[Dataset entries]
----

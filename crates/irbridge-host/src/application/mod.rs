//! Application layer use cases for the host.
//!
//! Use cases orchestrate the core binding model and the infrastructure
//! adapters to fulfil one user goal each.  They reach the outside world only
//! through traits ([`irbridge_core::InputInjector`],
//! [`irbridge_core::KeyNameResolver`], [`configure_binding::Prompter`],
//! [`learn::CaptureSource`], [`crate::infrastructure::serial::SerialTransport`])
//! so every flow can be driven from a test without hardware or a terminal.
//!
//! # Sub-modules
//!
//! - **`connect`** – Scans serial ports until one answers the handshake.
//!
//! - **`dispatch`** – Turns button presses into injected input.  Runs on the
//!   serial reader thread for every press, so it never blocks on the link.
//!
//! - **`configure_binding`** – Asks the user which action a button should
//!   perform and builds the [`irbridge_core::BoundAction`].
//!
//! - **`learn`** – The "attach key" flow: capture a code twice, confirm it,
//!   configure the action, store it, persist it.
//!
//! - **`session`** – The console command loop.

pub mod configure_binding;
pub mod connect;
pub mod dispatch;
pub mod learn;
pub mod session;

----

WHAT THE TASK REQUIRES >>
The expected answer is an exact copy of the lines beginning at the one with "answers the handshake." and running to the end of the entries above.

YOUR SOLUTION >>
//! - **`connect`** – Scans serial ports until one answers the handshake.
//!
//! - **`dispatch`** – Turns button presses into injected input.  Runs on the
//!   serial reader thread for every press, so it never blocks on the link.
//!
//! - **`configure_binding`** – Asks the user which action a button should
//!   perform and builds the [`irbridge_core::BoundAction`].
//!
//! - **`learn`** – The "attach key" flow: capture a code twice, confirm it,
//!   configure the action, store it, persist it.
//!
//! - **`session`** – The console command loop.

pub mod configure_binding;
pub mod connect;
pub mod dispatch;
pub mod learn;
pub mod session;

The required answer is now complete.